O medo de retaliações chinesas afetou a chanceler [primeira-ministra] alemã Angela Merkel e seu governo. Embora os chefes dos serviços de inteligência alemães tenham em geral acatado a avaliação americana dos riscos de segurança nacional que a Huawei representa, Merkel se concentra mais nos efeitos sobre as exportações alemãs à China, especialmente depois que representantes do governo chinês deram a entender que a Volkswagen, BMW e Daimler, fabricante dos carros Mercedes-Benz, arcariam com a principal carga de retaliações.

“Sempre me preocupei mais com a possibilidade de manipulação da rede”, disse Norbert Röntgen, presidente da comissão de relações internacionais do Parlamento alemão, na conferência de Munique. “Não seria nem preciso dar esse passo, se você controla a rede. O conhecimento de que você pode fazê-lo já é um poder. Que liberdade teríamos em nossas escolhas com respeito à proteção dos direitos humanos e outras questões se soubermos que partes cruciais de nossa economia dependem da boa vontade de uma potência externa?”

Mas autoridades europeias disseram que a Alemanha deve seguir a decisão britânica de usar equipamentos da Huawei e submetê-los a vigilância rigorosa. Como o Reino Unido, a expectativa é de que a Alemanha não permita o uso de equipamentos da Huawei nas partes mais delicadas das redes de telecomunicações, mas que permita que a empresa forneça equipamento e software para as redes de rádio que controlam as torres de celulares e as estações-base das redes no país.

A decisão será uma grande derrota para os Estados Unidos. Alemanha e Reino Unido são os parceiros mais próximos do país em termos de compartilhamento de informações sigilosas, e os dois ocupam posições cruciais nas redes de fibra óptica que são essenciais para interceptar comunicações da Rússia com o Oriente Médio. Dirigentes dos serviços de informações americanos, como a Agência de Segurança Nacional (NSA), expressaram preocupação sobre a capacidade do governo chinês de infiltrar essas comunicações.

Os Estados Unidos tiveram algum sucesso em manter a Huawei excluída das redes de alguns países. A Austrália proibiu equipamentos da Huawei no país diretamente, e o Japão o fez indiretamente. A Polônia, ansiosa por uma aliança mais profunda com os Estados Unidos, deve excluir a Huawei de seu mercado.

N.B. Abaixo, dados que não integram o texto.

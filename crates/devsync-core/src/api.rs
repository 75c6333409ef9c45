//! Session list REST client
//!
//! The session list is owned by the backend; a refresh always re-fetches
//! the whole list rather than merging deltas.

use chrono::{DateTime, Utc};
use reqwest::Client;
use serde::{Deserialize, Serialize};
use tracing::debug;

use crate::error::ApiError;

/// One authenticated device
#[derive(Debug, Clone, PartialEq, Serialize, Deserialize)]
#[serde(rename_all = "camelCase")]
pub struct DeviceSession {
    pub device_id: String,
    #[serde(default)]
    pub device_name: String,
    #[serde(default, skip_serializing_if = "Option::is_none")]
    pub device_type: Option<String>,
    #[serde(default, skip_serializing_if = "Option::is_none")]
    pub ip_address: Option<String>,
    #[serde(default, skip_serializing_if = "Option::is_none")]
    pub last_active_at: Option<DateTime<Utc>>,
    #[serde(default, skip_serializing_if = "Option::is_none")]
    pub created_at: Option<DateTime<Utc>>,
    /// Set by the server for the requesting device
    #[serde(default)]
    pub current: bool,
}

#[derive(Debug, Deserialize)]
struct SessionListResponse {
    sessions: Vec<DeviceSession>,
}

/// Client for the session endpoints
#[derive(Clone)]
pub struct SessionApi {
    client: Client,
    base_url: String,
    token: String,
}

impl SessionApi {
    pub fn new(base_url: &str, token: &str) -> Self {
        Self {
            client: Client::new(),
            base_url: base_url.trim_end_matches('/').to_string(),
            token: token.to_string(),
        }
    }

    fn sessions_url(&self) -> String {
        format!("{}/sessions", self.base_url)
    }

    fn session_url(&self, device_id: &str) -> String {
        format!(
            "{}/sessions/{}",
            self.base_url,
            urlencoding::encode(device_id)
        )
    }

    /// Fetch every active session of the current user
    pub async fn list_sessions(&self) -> Result<Vec<DeviceSession>, ApiError> {
        let url = self.sessions_url();
        debug!("Fetching sessions from {}", url);

        let body = self.send(self.client.get(&url), &url).await?;
        parse_session_list(&body).map_err(|source| ApiError::Decode { url, source })
    }

    /// Sign a device out remotely
    pub async fn revoke_session(&self, device_id: &str) -> Result<(), ApiError> {
        let url = self.session_url(device_id);
        debug!("Revoking session at {}", url);

        self.send(self.client.delete(&url), &url).await?;
        Ok(())
    }

    async fn send(&self, request: reqwest::RequestBuilder, url: &str) -> Result<String, ApiError> {
        let to_err = |source| ApiError::Request {
            url: url.to_string(),
            source,
        };

        let response = request
            .bearer_auth(&self.token)
            .send()
            .await
            .map_err(to_err)?;

        let status = response.status();
        let body = response.text().await.map_err(to_err)?;

        if !status.is_success() {
            return Err(ApiError::Status {
                status: status.as_u16(),
                body,
            });
        }

        Ok(body)
    }
}

fn parse_session_list(body: &str) -> Result<Vec<DeviceSession>, serde_json::Error> {
    serde_json::from_str::<SessionListResponse>(body).map(|r| r.sessions)
}
//! Real-time device session sync
//!
//! Maintains a WebSocket to the backend's session fanout endpoint and turns
//! inbound control messages into shared-state actions.
//!
//! ## Protocol
//!
//! 1. Connect to `<server_url>/ws?token=<bearer token>`
//! 2. Receive JSON frames `{ "type": ..., "payload": ... }`
//! 3. Dispatch each frame to the [`SessionStore`](crate::store::SessionStore)
//! 4. On close or error, reconnect with exponential backoff
//!
//! Nothing is sent to the server.
//!
//! ## Usage
//!
//! ```ignore
//! let slot = SyncSlot::new(config, credentials, store);
//! let client = slot.get_instance();
//! // ...
//! slot.destroy_instance().await;
//! ```

mod backoff;
mod client;
mod connection;
mod dispatch;
mod message;
mod slot;

pub use backoff::ReconnectPolicy;
pub use client::DeviceSyncClient;
pub use connection::{
    Connection, ConnectionSnapshot, ConnectionState, DisconnectReason, Transition,
};
pub use dispatch::{dispatch, Dispatched};
pub use message::{DataUpdate, InboundMessage};
pub use slot::SyncSlot;
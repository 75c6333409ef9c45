//! Reconnect backoff policy

use std::time::Duration;

/// Exponential backoff without jitter
///
/// The delay before reconnect attempt `n` (1-based) is `base * 2^(n-1)`.
/// There is no delay cap; the attempt budget bounds the total wait.
#[derive(Debug, Clone, Copy, PartialEq, Eq)]
pub struct ReconnectPolicy {
    base_delay: Duration,
    max_attempts: u32,
}

impl Default for ReconnectPolicy {
    fn default() -> Self {
        Self::new(Duration::from_secs(1), 5)
    }
}

impl ReconnectPolicy {
    pub fn new(base_delay: Duration, max_attempts: u32) -> Self {
        Self {
            base_delay,
            max_attempts,
        }
    }

    pub fn base_delay(&self) -> Duration {
        self.base_delay
    }

    pub fn max_attempts(&self) -> u32 {
        self.max_attempts
    }

    /// Delay before the given attempt, or `None` once the budget is spent
    ///
    /// Within the budget the delay saturates at `Duration::MAX` rather than
    /// overflowing.
    pub fn delay_for(&self, attempt: u32) -> Option<Duration> {
        if attempt == 0 || attempt > self.max_attempts {
            return None;
        }
        let delay = 1u32
            .checked_shl(attempt - 1)
            .and_then(|factor| self.base_delay.checked_mul(factor))
            .unwrap_or(Duration::MAX);
        Some(delay)
    }
}

#[cfg(test)]
mod tests {
    use super::*;

    #[test]
    fn test_default_policy() {
        let policy = ReconnectPolicy::default();
        assert_eq!(policy.base_delay(), Duration::from_millis(1000));
        assert_eq!(policy.max_attempts(), 5);
        // Final wait before giving up
        assert_eq!(policy.delay_for(5), Some(Duration::from_secs(16)));
    }

    #[test]
    fn test_delay_doubles_per_attempt() {
        let base = Duration::from_millis(1000);
        let policy = ReconnectPolicy::new(base, 5);
        for n in 1..=5u32 {
            assert_eq!(policy.delay_for(n), Some(base * 2u32.pow(n - 1)));
        }
    }

    #[test]
    fn test_delay_outside_budget() {
        let policy = ReconnectPolicy::new(Duration::from_millis(100), 3);
        assert_eq!(policy.delay_for(0), None);
        assert_eq!(policy.delay_for(4), None);
    }

    #[test]
    fn test_zero_attempt_budget() {
        let policy = ReconnectPolicy::new(Duration::from_millis(100), 0);
        assert_eq!(policy.delay_for(1), None);
    }

    #[test]
    fn test_large_budget_saturates_instead_of_giving_up() {
        let policy = ReconnectPolicy::new(Duration::from_millis(1), 40);
        assert_eq!(
            policy.delay_for(32),
            Some(Duration::from_millis(1) * (1u32 << 31))
        );
        assert_eq!(policy.delay_for(33), Some(Duration::MAX));
        assert_eq!(policy.delay_for(40), Some(Duration::MAX));
        assert_eq!(policy.delay_for(41), None);

        let policy = ReconnectPolicy::new(Duration::from_secs(u64::MAX), u32::MAX);
        assert_eq!(policy.delay_for(2), Some(Duration::MAX));
    }
}
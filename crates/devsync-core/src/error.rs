//! Error types
//!
//! Typed errors for the library boundaries: inbound frame decoding, the
//! credential file, and the session REST API.

use std::io;
use std::path::PathBuf;
use thiserror::Error;

/// Errors produced while decoding an inbound frame
///
/// A decode error never closes the connection; the frame is dropped.
#[derive(Error, Debug)]
pub enum DecodeError {
    /// Frame is not JSON or lacks a `type` field
    #[error("Invalid frame: {0}")]
    InvalidJson(#[from] serde_json::Error),

    /// Message kind requires a payload but none was sent
    #[error("{kind} frame is missing its payload")]
    MissingPayload { kind: &'static str },

    /// Payload is present but has the wrong shape
    #[error("{kind} frame has an invalid payload: {source}")]
    InvalidPayload {
        kind: &'static str,
        #[source]
        source: serde_json::Error,
    },

    /// USER_UPDATE data must be a JSON object
    #[error("USER_UPDATE data must be an object, got {found}")]
    InvalidUserData { found: &'static str },
}

/// Errors that can occur while reading or writing stored credentials
#[derive(Error, Debug)]
pub enum CredentialError {
    /// Permission denied accessing the credential file
    #[error("Permission denied: cannot access '{path}'. Check file permissions.")]
    PermissionDenied {
        path: PathBuf,
        #[source]
        source: io::Error,
    },

    /// Failed to read the credential file
    #[error("Failed to read credentials from '{path}': {source}")]
    Read {
        path: PathBuf,
        #[source]
        source: io::Error,
    },

    /// Failed to write the credential file
    #[error("Failed to write credentials to '{path}': {source}")]
    Write {
        path: PathBuf,
        #[source]
        source: io::Error,
    },

    /// Credential file exists but cannot be parsed
    #[error("Credential file '{path}' is corrupted: {source}")]
    Corrupt {
        path: PathBuf,
        #[source]
        source: serde_json::Error,
    },
}

impl CredentialError {
    /// Create an error from an I/O error with path context
    ///
    /// `writing` selects between the read and write variants when the
    /// error kind carries no more specific meaning.
    pub fn from_io(error: io::Error, path: PathBuf, writing: bool) -> Self {
        match error.kind() {
            io::ErrorKind::PermissionDenied => CredentialError::PermissionDenied {
                path,
                source: error,
            },
            _ if writing => CredentialError::Write {
                path,
                source: error,
            },
            _ => CredentialError::Read {
                path,
                source: error,
            },
        }
    }

    /// Check if the user can fix this error without losing data
    pub fn is_recoverable(&self) -> bool {
        matches!(
            self,
            CredentialError::PermissionDenied { .. } | CredentialError::Corrupt { .. }
        )
    }

    /// Get a recovery suggestion for this error
    pub fn recovery_suggestion(&self) -> Option<&'static str> {
        match self {
            CredentialError::PermissionDenied { .. } => {
                Some("Check file and directory permissions on the data directory.")
            }
            CredentialError::Corrupt { .. } => {
                Some("Run `devsync logout` to discard the stored credentials, then log in again.")
            }
            _ => None,
        }
    }
}

/// Errors returned by the session REST API
#[derive(Error, Debug)]
pub enum ApiError {
    /// Request could not be sent or the response body could not be read
    #[error("Request to {url} failed: {source}")]
    Request {
        url: String,
        #[source]
        source: reqwest::Error,
    },

    /// Server answered with a non-success status
    #[error("Server returned HTTP {status}: {body}")]
    Status { status: u16, body: String },

    /// Response body did not match the expected shape
    #[error("Unexpected response from {url}: {source}")]
    Decode {
        url: String,
        #[source]
        source: serde_json::Error,
    },
}

impl ApiError {
    /// Check if the server rejected our credentials
    pub fn is_unauthorized(&self) -> bool {
        matches!(self, ApiError::Status { status: 401 | 403, .. })
    }
}

/// Result type for credential operations
pub type CredentialResult<T> = Result<T, CredentialError>;
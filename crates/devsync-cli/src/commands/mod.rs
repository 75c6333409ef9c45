//! Command handlers

pub mod auth;
pub mod config;
pub mod sessions;
pub mod status;
pub mod watch;

use std::sync::Arc;

use devsync_core::{Config, FileCredentialStore};

/// Credential store for the configured data directory
pub fn open_credentials(config: &Config) -> Arc<FileCredentialStore> {
    Arc::new(FileCredentialStore::new(config.credentials_path()))
}
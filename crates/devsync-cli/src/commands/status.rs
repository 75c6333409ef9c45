//! Status command handler

use anyhow::Result;

use devsync_core::{Config, CredentialStore};

use super::open_credentials;
use crate::output::{Output, OutputFormat};

/// Show status information
pub fn show(config: &Config, output: &Output) -> Result<()> {
    let credentials = open_credentials(config);
    // An unreadable credential file shows as logged out
    let token = credentials
        .get(&config.token_key)
        .ok()
        .flatten()
        .filter(|t| !t.is_empty());
    let device_id = credentials.get(&config.device_id_key).ok().flatten();
    let policy = config.reconnect_policy();

    match output.format {
        OutputFormat::Json => {
            println!(
                "{}",
                serde_json::json!({
                    "server_url": config.server_url,
                    "api_url": config.api_url,
                    "logged_in": token.is_some(),
                    "device_id": device_id,
                    "credentials": credentials.path(),
                    "reconnect": {
                        "base_delay_ms": policy.base_delay().as_millis() as u64,
                        "max_attempts": policy.max_attempts()
                    }
                })
            );
        }
        OutputFormat::Quiet => {
            println!("{}", if token.is_some() { "logged-in" } else { "logged-out" });
        }
        OutputFormat::Human => {
            println!("devsync Status");
            println!("==============");
            println!();
            println!("Server:");
            println!("  WebSocket: {}", config.server_url);
            println!("  API:       {}", config.api_url);
            println!();
            println!("Account:");
            println!(
                "  Status:    {}",
                if token.is_some() {
                    "logged in"
                } else {
                    "logged out"
                }
            );
            println!(
                "  Device ID: {}",
                device_id.as_deref().unwrap_or("(not set)")
            );
            println!("  Stored in: {}", credentials.path().display());
            println!();
            println!("Reconnect:");
            println!("  Base delay:   {}ms", policy.base_delay().as_millis());
            println!("  Max attempts: {}", policy.max_attempts());
        }
    }

    Ok(())
}
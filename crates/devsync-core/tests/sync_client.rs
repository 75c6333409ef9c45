//! Sync client scenarios against a loopback WebSocket server

use std::net::SocketAddr;
use std::sync::atomic::{AtomicUsize, Ordering};
use std::sync::{Arc, Mutex};
use std::time::Duration;

use devsync_core::credentials::{CredentialStore, MemoryCredentialStore};
use devsync_core::error::CredentialResult;
use devsync_core::store::{AppStore, SessionStore, StoreEvent};
use devsync_core::sync::{
    ConnectionSnapshot, ConnectionState, DeviceSyncClient, DisconnectReason, SyncSlot,
};
use devsync_core::Config;
use futures_util::SinkExt;
use serde_json::{json, Map, Value};
use tokio::net::TcpListener;
use tokio::sync::oneshot;
use tokio_tungstenite::tungstenite::handshake::server::{ErrorResponse, Request, Response};
use tokio_tungstenite::tungstenite::Message;

const WAIT: Duration = Duration::from_secs(5);

#[derive(Default)]
struct RecordingStore {
    device_id: Option<String>,
    refreshes: AtomicUsize,
    logouts: AtomicUsize,
    merges: Mutex<Vec<Map<String, Value>>>,
}

impl SessionStore for RecordingStore {
    fn current_device_id(&self) -> Option<String> {
        self.device_id.clone()
    }

    fn refresh_sessions(&self) {
        self.refreshes.fetch_add(1, Ordering::SeqCst);
    }

    fn force_logout(&self) {
        self.logouts.fetch_add(1, Ordering::SeqCst);
    }

    fn merge_user_update(&self, fields: Map<String, Value>) {
        self.merges.lock().unwrap().push(fields);
    }
}

/// What the test server does after the handshake
enum ServerScript {
    /// Send frames, then keep the socket open until the client leaves
    SendAndHold(Vec<&'static str>),
    /// Send frames, then drop the socket
    SendAndDrop(Vec<&'static str>),
}

/// Accept one client; report the request URI it connected with
async fn spawn_server(script: ServerScript) -> (SocketAddr, oneshot::Receiver<String>) {
    let listener = TcpListener::bind("127.0.0.1:0").await.unwrap();
    let addr = listener.local_addr().unwrap();
    let (uri_tx, uri_rx) = oneshot::channel();

    tokio::spawn(async move {
        let (stream, _) = listener.accept().await.unwrap();
        let callback = |req: &Request, resp: Response| {
            let _ = uri_tx.send(req.uri().to_string());
            Ok::<_, ErrorResponse>(resp)
        };
        let mut ws = tokio_tungstenite::accept_hdr_async(stream, callback)
            .await
            .unwrap();

        let (frames, hold) = match script {
            ServerScript::SendAndHold(frames) => (frames, true),
            ServerScript::SendAndDrop(frames) => (frames, false),
        };
        for frame in frames {
            ws.send(Message::Text(frame.to_string())).await.unwrap();
        }

        if hold {
            use futures_util::StreamExt;
            // Runs until the client closes
            while let Some(Ok(_)) = ws.next().await {}
        } else {
            tokio::time::sleep(Duration::from_millis(50)).await;
        }
    });

    (addr, uri_rx)
}

/// An address nothing listens on
async fn refused_addr() -> SocketAddr {
    let listener = TcpListener::bind("127.0.0.1:0").await.unwrap();
    listener.local_addr().unwrap()
}

fn config_for(addr: SocketAddr, base_delay_ms: u64, max_attempts: u32) -> Config {
    Config {
        server_url: format!("ws://{}", addr),
        reconnect_base_delay_ms: base_delay_ms,
        reconnect_max_attempts: max_attempts,
        ..Config::default()
    }
}

fn credentials(token: &str) -> Arc<MemoryCredentialStore> {
    Arc::new(MemoryCredentialStore::with_entries([("access_token", token)]))
}

async fn wait_for_state<F>(client: &DeviceSyncClient, mut predicate: F) -> ConnectionSnapshot
where
    F: FnMut(&ConnectionSnapshot) -> bool,
{
    let mut rx = client.subscribe();
    let snapshot = tokio::time::timeout(WAIT, rx.wait_for(|s| predicate(s)))
        .await
        .expect("timed out waiting for connection state")
        .expect("status channel closed");
    *snapshot
}

async fn wait_until<F: Fn() -> bool>(condition: F) {
    tokio::time::timeout(WAIT, async {
        while !condition() {
            tokio::time::sleep(Duration::from_millis(10)).await;
        }
    })
    .await
    .expect("timed out waiting for condition");
}

#[tokio::test]
async fn test_dispatches_frames_and_survives_malformed_input() {
    let (addr, uri_rx) = spawn_server(ServerScript::SendAndHold(vec![
        "not json at all",
        r#"{"type":"SESSION_UPDATE"}"#,
        r#"{"type":"DEVICE_REMOVED","payload":{"deviceId":"dev-2"}}"#,
        r#"{"type":"DATA_UPDATE","payload":{"dataType":"USER_UPDATE","data":{"name":"X"}}}"#,
        r#"{"type":"DATA_UPDATE","payload":{"dataType":"ORDER_UPDATE","data":{}}}"#,
        r#"{"type":"SOMETHING_NEW"}"#,
        r#"{"type":"DEVICE_REMOVED","payload":{"deviceId":"dev-1"}}"#,
        r#"{"type":"FORCE_LOGOUT"}"#,
    ]))
    .await;

    let store = Arc::new(RecordingStore {
        device_id: Some("dev-1".to_string()),
        ..RecordingStore::default()
    });
    let client = DeviceSyncClient::start(
        &config_for(addr, 1000, 5),
        credentials("secret token"),
        store.clone(),
    );

    wait_until(|| store.logouts.load(Ordering::SeqCst) == 2).await;

    assert_eq!(store.refreshes.load(Ordering::SeqCst), 2);
    let merges = store.merges.lock().unwrap().clone();
    assert_eq!(merges.len(), 1);
    assert_eq!(Value::Object(merges[0].clone()), json!({"name": "X"}));

    // Bad frames never closed the socket
    let status = client.status();
    assert_eq!(status.state, ConnectionState::Connected);
    assert_eq!(status.attempts, 0);

    let uri = uri_rx.await.unwrap();
    assert_eq!(uri, "/ws?token=secret%20token");

    client.shutdown().await;
    assert_eq!(
        client.status().state,
        ConnectionState::Disconnected(DisconnectReason::Shutdown)
    );
    assert!(!client.is_active());
}

#[tokio::test]
async fn test_close_after_open_schedules_first_reconnect() {
    let (addr, _uri) = spawn_server(ServerScript::SendAndDrop(vec![])).await;

    let store = Arc::new(RecordingStore::default());
    let client = DeviceSyncClient::start(&config_for(addr, 1000, 5), credentials("tok"), store);

    wait_for_state(&client, |s| s.state == ConnectionState::Connected).await;
    let snapshot = wait_for_state(&client, |s| {
        matches!(s.state, ConnectionState::Reconnecting { .. })
    })
    .await;

    assert_eq!(
        snapshot.state,
        ConnectionState::Reconnecting {
            attempt: 1,
            delay: Duration::from_millis(1000)
        }
    );
    assert_eq!(snapshot.attempts, 1);

    // Shutdown cancels the pending timer without waiting for it
    let started = tokio::time::Instant::now();
    client.shutdown().await;
    assert!(started.elapsed() < Duration::from_millis(900));
    assert_eq!(
        client.status().state,
        ConnectionState::Disconnected(DisconnectReason::Shutdown)
    );
    assert!(!client.is_active());
}

#[tokio::test]
async fn test_gives_up_after_max_attempts() {
    let addr = refused_addr().await;

    let store = Arc::new(RecordingStore::default());
    let client = DeviceSyncClient::start(&config_for(addr, 5, 3), credentials("tok"), store);

    let snapshot = wait_for_state(&client, |s| s.state.is_terminal()).await;
    assert_eq!(
        snapshot.state,
        ConnectionState::Disconnected(DisconnectReason::RetriesExhausted)
    );
    assert_eq!(snapshot.attempts, 3);

    // No timer left behind: the task ends by itself
    wait_until(|| !client.is_active()).await;

    client.shutdown().await;
    assert_eq!(
        client.status().state,
        ConnectionState::Disconnected(DisconnectReason::RetriesExhausted)
    );
}

#[tokio::test]
async fn test_destroy_then_get_yields_fresh_counter() {
    let addr = refused_addr().await;
    let config = config_for(addr, 5, 50);
    let store = Arc::new(RecordingStore::default());
    let slot = SyncSlot::new(config, credentials("tok"), store);

    let first = slot.get_instance();
    wait_for_state(&first, |s| s.attempts >= 2).await;

    slot.destroy_instance().await;
    assert!(!first.is_active());
    assert!(slot.current().is_none());

    let second = slot.get_instance();
    assert!(!Arc::ptr_eq(&first, &second));
    assert_eq!(second.status().attempts, 0);

    slot.destroy_instance().await;
}

#[tokio::test]
async fn test_missing_token_at_reconnect_stops_client() {
    let (addr, _uri) = spawn_server(ServerScript::SendAndDrop(vec![])).await;

    let creds = credentials("tok");
    let store = Arc::new(RecordingStore::default());
    let client = DeviceSyncClient::start(&config_for(addr, 300, 5), creds.clone(), store);

    wait_for_state(&client, |s| {
        matches!(s.state, ConnectionState::Reconnecting { .. })
    })
    .await;
    creds.remove("access_token").unwrap();

    let snapshot = wait_for_state(&client, |s| s.state.is_terminal()).await;
    assert_eq!(
        snapshot.state,
        ConnectionState::Disconnected(DisconnectReason::NoCredentials)
    );
    wait_until(|| !client.is_active()).await;
}

#[tokio::test]
async fn test_force_logout_through_app_store() {
    let (addr, _uri) =
        spawn_server(ServerScript::SendAndDrop(vec![r#"{"type":"FORCE_LOGOUT"}"#])).await;

    let config = config_for(addr, 10, 5);
    let creds = Arc::new(MemoryCredentialStore::with_entries([
        ("access_token", "tok"),
        ("device_id", "dev-1"),
    ]));
    let (store, mut events) = AppStore::new(creds.clone(), &config);
    let slot = SyncSlot::new(config, creds.clone(), store.clone());

    let client = slot.get_instance();

    let event = tokio::time::timeout(WAIT, events.recv())
        .await
        .unwrap()
        .unwrap();
    assert_eq!(event, StoreEvent::LoggedOut);
    assert!(!store.is_logged_in());
    assert_eq!(creds.get("device_id").unwrap(), None);

    // Server drops us; with the token gone there is nothing to reconnect with
    let snapshot = wait_for_state(&client, |s| s.state.is_terminal()).await;
    assert_eq!(
        snapshot.state,
        ConnectionState::Disconnected(DisconnectReason::NoCredentials)
    );

    slot.destroy_instance().await;
}

/// Hands out the token on the first lookup only
struct VanishingToken {
    lookups: AtomicUsize,
}

impl CredentialStore for VanishingToken {
    fn get(&self, key: &str) -> CredentialResult<Option<String>> {
        if key != "access_token" {
            return Ok(None);
        }
        let first = self.lookups.fetch_add(1, Ordering::SeqCst) == 0;
        Ok(first.then(|| "tok".to_string()))
    }

    fn set(&self, _key: &str, _value: &str) -> CredentialResult<()> {
        Ok(())
    }

    fn remove(&self, _key: &str) -> CredentialResult<()> {
        Ok(())
    }

    fn clear(&self) -> CredentialResult<()> {
        Ok(())
    }
}

#[tokio::test]
async fn test_token_gone_before_first_connect_is_replaced() {
    let addr = refused_addr().await;
    let creds = Arc::new(VanishingToken {
        lookups: AtomicUsize::new(0),
    });
    let store = Arc::new(RecordingStore::default());
    let slot = SyncSlot::new(config_for(addr, 5, 3), creds, store);

    let first = slot.get_instance();
    assert!(!first.is_inert());

    let snapshot = wait_for_state(&first, |s| s.state.is_terminal()).await;
    assert_eq!(
        snapshot.state,
        ConnectionState::Disconnected(DisconnectReason::NoCredentials)
    );
    wait_until(|| !first.is_active()).await;

    // A later call builds a new client instead of returning the stopped one
    let second = slot.get_instance();
    assert!(!Arc::ptr_eq(&first, &second));
    assert!(second.is_inert());

    slot.destroy_instance().await;
}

A Itália, atraída pela promessa de US$ 3 bilhões (R$ 13 bilhões) em investimento da Huawei em seu sistema de telecomunicações, havia anunciado inicialmente que concederia um grande contrato à companhia chinesa para construir sus “redes de rádio”, as estações-base e antenas que conectam celulares e os aparelhos da internet das coisas. Mais tarde, o país anunciou que revisaria os contratos caso a caso, sem explicar exatamente como.

Na ausência de uma estratégia americana coesa, um grupo de grandes operadoras de telecomunicações considerou outra abordagem que permitiria que mais companhias desafiassem a Huawei. O grupo está pressionando por uma arquitetura comum para o software e hardware que aciona as redes 5G –uma ideia que ganhou empuxo junto a alguns políticos americanos.

Um sistema como esse permitiria que empresas menores produzam componentes individuais para redes capazes de interagir uns com os outros, o que derrubaria o domínio do mercado pela Huawei.
Barr declarou em seu discurso que a ideia era “completamente ilusória”.

Mas a proposta ganhou empuxo em outros quadrantes de Washington, e dentro do governo. Os dois legisladores que comandam as bancadas de seus partidos no comitê de inteligência do Senado, o republicano Richard Burr, da Carolina do Sul, e o democrata Mark Warner, da Virgínia, apresentaram, um projeto de lei em janeiro que alocaria pelo menos US$ 750 milhões (R$ 3,2 bilhões) à pesquisa e desenvolvimento de um sistema como esse. Também alocaria US$ 500 milhões (R$ 2,1 bilhões) para “acelerar a adoção de equipamento confiável e seguro em todo o mundo”.

Larry Kudlow, o presidente do Conselho Econômico Nacional, disse recentemente ao The Wall Street Journal que os Estados Unidos apoiavam os esforços para usar o software como forma de solapar a Huawei.